■ REQUIREMENT
Your task is to filter the data below down to the lines holding "shown".

Collected data entries:
>>>>
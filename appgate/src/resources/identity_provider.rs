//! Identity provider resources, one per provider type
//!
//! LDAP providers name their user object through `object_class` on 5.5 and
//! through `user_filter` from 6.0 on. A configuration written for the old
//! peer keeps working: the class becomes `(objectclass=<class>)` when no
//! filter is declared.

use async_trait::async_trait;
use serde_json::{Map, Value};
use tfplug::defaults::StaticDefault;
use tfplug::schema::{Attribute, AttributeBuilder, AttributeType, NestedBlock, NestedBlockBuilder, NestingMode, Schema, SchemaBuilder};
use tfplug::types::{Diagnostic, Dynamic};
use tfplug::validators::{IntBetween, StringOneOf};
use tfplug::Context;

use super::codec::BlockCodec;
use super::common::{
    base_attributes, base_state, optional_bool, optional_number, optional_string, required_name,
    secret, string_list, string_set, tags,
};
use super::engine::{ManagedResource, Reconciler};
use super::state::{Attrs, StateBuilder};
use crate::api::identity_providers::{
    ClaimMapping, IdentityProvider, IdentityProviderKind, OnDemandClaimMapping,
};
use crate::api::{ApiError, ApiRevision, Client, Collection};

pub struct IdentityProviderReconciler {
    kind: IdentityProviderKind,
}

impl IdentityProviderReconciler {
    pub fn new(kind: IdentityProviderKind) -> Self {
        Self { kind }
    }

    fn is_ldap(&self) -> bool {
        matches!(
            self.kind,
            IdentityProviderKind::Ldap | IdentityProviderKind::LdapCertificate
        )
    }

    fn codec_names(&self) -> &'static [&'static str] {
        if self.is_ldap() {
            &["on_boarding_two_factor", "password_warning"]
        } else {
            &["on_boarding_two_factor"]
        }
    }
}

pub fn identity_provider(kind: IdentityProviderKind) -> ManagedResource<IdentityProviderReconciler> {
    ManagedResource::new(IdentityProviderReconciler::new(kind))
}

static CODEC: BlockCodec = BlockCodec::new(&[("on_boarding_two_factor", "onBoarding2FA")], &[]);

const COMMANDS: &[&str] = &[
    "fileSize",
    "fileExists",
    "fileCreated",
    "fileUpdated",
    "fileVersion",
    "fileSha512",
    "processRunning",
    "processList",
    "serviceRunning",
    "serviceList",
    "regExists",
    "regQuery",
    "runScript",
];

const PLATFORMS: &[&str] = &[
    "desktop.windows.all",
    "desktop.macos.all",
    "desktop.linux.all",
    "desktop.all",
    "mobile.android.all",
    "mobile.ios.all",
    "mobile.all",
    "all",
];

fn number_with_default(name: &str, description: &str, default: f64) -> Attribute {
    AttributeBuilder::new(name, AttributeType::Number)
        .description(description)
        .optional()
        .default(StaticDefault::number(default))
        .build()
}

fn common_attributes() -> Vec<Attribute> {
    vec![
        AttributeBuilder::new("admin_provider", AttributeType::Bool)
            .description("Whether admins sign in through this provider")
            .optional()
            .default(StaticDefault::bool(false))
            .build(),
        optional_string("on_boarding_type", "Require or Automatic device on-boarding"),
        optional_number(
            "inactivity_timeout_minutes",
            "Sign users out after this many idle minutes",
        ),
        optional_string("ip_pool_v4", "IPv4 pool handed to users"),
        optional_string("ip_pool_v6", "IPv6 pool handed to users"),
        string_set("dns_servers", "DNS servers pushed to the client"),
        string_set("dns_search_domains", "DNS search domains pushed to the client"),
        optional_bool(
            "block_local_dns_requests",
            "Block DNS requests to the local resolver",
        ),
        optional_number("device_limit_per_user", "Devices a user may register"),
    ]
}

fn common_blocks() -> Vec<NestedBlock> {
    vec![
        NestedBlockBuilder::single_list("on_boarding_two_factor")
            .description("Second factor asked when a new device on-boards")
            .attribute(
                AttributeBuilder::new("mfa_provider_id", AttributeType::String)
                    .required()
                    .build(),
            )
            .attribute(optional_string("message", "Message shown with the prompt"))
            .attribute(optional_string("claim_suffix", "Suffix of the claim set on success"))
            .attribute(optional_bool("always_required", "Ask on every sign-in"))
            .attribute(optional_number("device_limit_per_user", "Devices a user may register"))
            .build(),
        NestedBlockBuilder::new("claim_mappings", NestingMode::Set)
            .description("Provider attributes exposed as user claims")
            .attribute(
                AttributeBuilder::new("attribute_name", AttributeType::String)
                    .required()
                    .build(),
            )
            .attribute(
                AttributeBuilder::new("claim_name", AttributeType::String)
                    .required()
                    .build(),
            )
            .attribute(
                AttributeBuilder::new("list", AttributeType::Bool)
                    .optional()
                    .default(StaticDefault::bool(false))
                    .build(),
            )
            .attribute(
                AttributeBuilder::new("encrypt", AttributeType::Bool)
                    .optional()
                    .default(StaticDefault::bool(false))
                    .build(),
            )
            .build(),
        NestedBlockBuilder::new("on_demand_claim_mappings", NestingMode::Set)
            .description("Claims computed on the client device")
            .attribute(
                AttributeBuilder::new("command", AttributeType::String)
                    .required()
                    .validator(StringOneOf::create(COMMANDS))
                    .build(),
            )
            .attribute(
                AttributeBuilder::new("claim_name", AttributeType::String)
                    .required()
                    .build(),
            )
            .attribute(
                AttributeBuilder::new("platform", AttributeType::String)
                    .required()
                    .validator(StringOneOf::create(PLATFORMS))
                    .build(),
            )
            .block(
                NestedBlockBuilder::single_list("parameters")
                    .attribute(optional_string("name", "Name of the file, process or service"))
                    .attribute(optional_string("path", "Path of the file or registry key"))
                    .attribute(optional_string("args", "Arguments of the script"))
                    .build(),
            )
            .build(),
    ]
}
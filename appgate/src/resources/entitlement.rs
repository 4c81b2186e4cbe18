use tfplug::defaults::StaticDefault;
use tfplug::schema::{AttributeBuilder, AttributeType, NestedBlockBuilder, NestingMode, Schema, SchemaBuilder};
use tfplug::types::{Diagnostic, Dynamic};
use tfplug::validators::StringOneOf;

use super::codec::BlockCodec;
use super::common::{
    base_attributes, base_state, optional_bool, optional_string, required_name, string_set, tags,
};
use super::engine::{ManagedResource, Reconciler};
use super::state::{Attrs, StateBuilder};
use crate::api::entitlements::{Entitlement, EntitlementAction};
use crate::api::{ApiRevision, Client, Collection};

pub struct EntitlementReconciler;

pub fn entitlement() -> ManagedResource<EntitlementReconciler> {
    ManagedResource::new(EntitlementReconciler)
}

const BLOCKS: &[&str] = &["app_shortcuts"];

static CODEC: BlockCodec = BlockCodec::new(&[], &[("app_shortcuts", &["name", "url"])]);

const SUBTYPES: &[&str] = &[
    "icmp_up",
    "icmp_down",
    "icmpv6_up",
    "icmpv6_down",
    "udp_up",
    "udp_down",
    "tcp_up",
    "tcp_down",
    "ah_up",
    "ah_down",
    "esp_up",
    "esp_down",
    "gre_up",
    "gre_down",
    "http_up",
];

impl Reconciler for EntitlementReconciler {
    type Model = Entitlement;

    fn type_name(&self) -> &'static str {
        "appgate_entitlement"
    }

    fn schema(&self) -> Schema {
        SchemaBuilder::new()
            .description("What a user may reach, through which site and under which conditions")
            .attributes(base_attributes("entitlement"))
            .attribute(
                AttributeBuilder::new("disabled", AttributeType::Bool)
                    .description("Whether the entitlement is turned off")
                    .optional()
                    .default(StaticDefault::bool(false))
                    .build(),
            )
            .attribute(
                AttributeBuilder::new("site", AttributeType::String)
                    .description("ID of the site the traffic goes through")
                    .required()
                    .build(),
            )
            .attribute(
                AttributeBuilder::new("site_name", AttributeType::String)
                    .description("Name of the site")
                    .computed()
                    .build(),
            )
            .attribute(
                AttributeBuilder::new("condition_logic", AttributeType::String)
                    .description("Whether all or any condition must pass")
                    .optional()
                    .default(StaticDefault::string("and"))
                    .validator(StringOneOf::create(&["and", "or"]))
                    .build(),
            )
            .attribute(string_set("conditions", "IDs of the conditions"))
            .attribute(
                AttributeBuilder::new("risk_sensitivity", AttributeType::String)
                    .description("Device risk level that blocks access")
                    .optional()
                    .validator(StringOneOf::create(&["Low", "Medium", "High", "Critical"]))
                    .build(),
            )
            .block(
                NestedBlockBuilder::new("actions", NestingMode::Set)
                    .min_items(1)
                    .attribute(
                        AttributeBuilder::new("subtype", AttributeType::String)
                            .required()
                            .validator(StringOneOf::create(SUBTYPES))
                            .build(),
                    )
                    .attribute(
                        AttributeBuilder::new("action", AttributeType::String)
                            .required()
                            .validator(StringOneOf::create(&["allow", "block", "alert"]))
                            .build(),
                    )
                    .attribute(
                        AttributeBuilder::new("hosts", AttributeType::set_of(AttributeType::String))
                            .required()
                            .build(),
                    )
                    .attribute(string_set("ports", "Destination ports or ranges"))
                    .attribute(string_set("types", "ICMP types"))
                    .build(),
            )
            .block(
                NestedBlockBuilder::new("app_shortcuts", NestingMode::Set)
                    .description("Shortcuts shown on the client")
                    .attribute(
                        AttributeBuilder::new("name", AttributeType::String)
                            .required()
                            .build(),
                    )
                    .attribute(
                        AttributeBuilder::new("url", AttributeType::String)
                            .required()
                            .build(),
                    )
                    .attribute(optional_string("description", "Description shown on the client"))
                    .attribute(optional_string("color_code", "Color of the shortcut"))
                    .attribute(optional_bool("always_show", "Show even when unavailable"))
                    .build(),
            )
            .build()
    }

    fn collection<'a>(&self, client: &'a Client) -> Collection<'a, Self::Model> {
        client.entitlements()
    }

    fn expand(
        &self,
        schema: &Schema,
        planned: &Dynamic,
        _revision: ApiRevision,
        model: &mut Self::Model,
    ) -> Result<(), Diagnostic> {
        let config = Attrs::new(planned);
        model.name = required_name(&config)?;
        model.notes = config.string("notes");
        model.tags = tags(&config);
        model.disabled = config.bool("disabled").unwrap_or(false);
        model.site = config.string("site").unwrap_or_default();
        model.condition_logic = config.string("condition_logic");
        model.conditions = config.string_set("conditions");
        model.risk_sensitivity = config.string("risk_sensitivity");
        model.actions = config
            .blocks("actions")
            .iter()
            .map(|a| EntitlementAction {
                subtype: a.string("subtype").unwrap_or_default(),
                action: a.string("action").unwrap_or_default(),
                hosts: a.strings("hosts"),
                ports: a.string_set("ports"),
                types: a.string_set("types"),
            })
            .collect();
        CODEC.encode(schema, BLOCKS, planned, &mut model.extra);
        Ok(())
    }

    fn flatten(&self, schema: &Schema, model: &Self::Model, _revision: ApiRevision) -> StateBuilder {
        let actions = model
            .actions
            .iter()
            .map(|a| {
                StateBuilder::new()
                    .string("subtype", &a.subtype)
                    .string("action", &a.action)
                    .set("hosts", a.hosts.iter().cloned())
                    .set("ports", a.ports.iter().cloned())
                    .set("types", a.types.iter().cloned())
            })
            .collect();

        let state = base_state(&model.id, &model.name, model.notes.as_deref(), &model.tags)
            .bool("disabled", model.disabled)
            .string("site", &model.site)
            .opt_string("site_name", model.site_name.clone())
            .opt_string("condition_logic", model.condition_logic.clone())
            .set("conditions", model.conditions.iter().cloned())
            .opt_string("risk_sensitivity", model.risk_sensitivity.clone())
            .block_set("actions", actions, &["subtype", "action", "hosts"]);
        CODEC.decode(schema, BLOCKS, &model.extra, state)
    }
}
<<<<
>>>>
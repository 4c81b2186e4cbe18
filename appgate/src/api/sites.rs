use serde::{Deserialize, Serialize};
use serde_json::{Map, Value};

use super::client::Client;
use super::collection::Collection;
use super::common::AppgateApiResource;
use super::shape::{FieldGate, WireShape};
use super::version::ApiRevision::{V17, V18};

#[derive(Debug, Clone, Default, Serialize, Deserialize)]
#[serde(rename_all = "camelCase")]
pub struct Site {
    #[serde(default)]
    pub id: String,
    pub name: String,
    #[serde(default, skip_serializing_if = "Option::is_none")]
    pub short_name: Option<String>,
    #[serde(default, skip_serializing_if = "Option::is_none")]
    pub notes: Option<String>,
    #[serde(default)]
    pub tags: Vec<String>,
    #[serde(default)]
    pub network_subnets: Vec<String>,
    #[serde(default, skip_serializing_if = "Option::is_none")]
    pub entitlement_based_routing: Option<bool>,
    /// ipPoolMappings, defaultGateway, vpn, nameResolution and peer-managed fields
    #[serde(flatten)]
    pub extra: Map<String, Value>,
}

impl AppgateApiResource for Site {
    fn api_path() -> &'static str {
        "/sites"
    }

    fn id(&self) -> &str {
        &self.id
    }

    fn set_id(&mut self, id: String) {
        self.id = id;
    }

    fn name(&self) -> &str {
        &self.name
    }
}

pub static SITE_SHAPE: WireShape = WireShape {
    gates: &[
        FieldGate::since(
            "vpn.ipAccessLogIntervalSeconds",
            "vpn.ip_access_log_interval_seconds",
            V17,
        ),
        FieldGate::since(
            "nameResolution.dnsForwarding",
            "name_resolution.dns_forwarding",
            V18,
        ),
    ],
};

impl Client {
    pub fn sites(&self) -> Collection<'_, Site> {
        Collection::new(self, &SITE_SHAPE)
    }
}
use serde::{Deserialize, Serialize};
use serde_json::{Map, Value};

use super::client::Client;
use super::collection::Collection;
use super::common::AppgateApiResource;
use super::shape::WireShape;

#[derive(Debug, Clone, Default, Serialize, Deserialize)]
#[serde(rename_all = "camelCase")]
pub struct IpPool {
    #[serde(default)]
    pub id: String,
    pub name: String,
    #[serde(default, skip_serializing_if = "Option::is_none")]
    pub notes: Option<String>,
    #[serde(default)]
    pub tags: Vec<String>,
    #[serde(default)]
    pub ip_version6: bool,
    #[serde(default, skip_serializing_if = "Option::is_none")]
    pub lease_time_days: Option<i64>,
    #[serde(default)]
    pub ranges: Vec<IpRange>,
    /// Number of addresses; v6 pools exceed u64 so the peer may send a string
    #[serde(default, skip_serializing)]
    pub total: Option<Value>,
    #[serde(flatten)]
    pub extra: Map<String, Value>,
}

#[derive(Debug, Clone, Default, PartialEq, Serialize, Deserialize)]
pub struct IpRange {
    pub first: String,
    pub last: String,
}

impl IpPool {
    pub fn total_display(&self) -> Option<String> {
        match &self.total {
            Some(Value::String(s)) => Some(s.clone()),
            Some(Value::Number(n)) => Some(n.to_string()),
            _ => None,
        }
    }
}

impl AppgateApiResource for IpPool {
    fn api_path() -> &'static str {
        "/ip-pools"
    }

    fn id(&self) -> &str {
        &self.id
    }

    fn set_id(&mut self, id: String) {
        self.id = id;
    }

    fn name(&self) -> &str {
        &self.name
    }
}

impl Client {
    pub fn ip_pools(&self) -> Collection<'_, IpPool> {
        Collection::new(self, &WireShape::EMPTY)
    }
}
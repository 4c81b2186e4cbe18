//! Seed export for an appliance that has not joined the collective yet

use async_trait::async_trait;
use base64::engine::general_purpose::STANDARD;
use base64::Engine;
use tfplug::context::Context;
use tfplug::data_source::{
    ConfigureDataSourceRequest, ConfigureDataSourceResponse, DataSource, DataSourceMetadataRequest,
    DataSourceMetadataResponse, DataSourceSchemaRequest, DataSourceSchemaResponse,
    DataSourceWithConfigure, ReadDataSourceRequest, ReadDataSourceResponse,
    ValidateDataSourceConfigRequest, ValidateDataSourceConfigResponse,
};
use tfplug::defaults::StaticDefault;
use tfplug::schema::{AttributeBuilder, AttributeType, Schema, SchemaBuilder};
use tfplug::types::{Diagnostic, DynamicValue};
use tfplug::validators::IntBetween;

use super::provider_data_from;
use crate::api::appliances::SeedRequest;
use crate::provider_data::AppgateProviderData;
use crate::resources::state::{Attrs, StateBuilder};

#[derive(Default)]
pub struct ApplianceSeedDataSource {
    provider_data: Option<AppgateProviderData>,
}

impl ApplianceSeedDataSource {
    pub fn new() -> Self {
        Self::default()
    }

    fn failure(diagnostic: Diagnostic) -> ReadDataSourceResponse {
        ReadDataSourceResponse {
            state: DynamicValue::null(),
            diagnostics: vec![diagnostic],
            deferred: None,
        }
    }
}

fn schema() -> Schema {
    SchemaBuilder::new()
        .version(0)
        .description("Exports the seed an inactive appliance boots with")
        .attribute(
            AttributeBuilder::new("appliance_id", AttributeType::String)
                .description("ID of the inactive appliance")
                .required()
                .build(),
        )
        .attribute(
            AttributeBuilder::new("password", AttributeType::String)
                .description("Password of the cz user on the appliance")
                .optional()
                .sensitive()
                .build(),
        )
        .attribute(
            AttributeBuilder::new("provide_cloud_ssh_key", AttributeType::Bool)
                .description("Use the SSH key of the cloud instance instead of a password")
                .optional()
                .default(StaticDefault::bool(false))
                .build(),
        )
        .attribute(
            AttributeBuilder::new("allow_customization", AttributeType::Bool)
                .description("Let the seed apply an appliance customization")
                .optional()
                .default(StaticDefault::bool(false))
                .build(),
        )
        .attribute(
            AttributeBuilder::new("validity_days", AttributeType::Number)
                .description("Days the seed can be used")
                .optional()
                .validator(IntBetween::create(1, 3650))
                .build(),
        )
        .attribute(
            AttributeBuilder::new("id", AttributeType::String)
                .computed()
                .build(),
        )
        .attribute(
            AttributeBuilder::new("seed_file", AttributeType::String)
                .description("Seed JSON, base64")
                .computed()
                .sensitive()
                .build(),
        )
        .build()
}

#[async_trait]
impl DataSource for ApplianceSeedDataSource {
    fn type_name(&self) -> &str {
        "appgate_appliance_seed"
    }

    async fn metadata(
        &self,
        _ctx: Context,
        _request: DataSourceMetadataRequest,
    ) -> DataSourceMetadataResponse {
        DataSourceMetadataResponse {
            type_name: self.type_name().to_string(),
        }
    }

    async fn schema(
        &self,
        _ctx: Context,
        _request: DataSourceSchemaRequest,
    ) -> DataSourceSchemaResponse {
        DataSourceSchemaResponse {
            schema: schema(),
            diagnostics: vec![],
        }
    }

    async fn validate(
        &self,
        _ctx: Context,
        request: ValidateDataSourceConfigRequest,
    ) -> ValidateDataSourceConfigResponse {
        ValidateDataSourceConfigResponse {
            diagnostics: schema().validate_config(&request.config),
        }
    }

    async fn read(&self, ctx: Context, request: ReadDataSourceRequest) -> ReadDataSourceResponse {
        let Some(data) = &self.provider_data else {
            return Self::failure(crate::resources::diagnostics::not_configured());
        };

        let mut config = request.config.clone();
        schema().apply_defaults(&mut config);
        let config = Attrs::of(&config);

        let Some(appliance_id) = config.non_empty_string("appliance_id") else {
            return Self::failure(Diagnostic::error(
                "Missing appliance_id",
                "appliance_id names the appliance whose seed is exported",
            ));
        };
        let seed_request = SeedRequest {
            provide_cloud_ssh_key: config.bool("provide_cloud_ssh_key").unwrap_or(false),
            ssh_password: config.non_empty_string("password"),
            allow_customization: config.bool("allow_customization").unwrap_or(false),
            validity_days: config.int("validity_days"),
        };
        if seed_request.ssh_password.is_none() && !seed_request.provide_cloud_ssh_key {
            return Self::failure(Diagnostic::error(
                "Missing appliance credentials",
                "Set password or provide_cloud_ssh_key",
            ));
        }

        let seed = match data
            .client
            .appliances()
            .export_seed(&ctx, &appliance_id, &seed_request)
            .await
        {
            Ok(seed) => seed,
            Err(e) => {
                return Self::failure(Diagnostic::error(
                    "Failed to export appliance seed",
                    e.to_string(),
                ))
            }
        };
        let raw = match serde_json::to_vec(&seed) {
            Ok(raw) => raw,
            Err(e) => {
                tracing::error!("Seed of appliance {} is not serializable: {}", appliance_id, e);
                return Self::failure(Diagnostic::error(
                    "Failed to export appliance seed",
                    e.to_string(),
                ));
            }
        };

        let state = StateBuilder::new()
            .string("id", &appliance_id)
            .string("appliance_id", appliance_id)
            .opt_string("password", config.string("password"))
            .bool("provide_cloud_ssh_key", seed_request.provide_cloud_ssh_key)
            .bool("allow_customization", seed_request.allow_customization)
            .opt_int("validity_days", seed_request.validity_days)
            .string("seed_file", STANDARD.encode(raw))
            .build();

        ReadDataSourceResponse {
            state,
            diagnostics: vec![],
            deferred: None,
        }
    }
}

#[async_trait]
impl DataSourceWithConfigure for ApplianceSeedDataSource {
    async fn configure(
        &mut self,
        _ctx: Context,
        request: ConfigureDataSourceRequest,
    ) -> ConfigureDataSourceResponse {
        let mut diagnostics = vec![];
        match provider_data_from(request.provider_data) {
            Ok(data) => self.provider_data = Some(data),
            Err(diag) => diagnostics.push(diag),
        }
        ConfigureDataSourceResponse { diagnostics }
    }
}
<<<<
■ RESULT OF THIS TASK
            .attribute(optional_string("message", "Message shown with the prompt"))
                    .description("Shortcuts shown on the client")
                    .attribute(optional_string("description", "Description shown on the client"))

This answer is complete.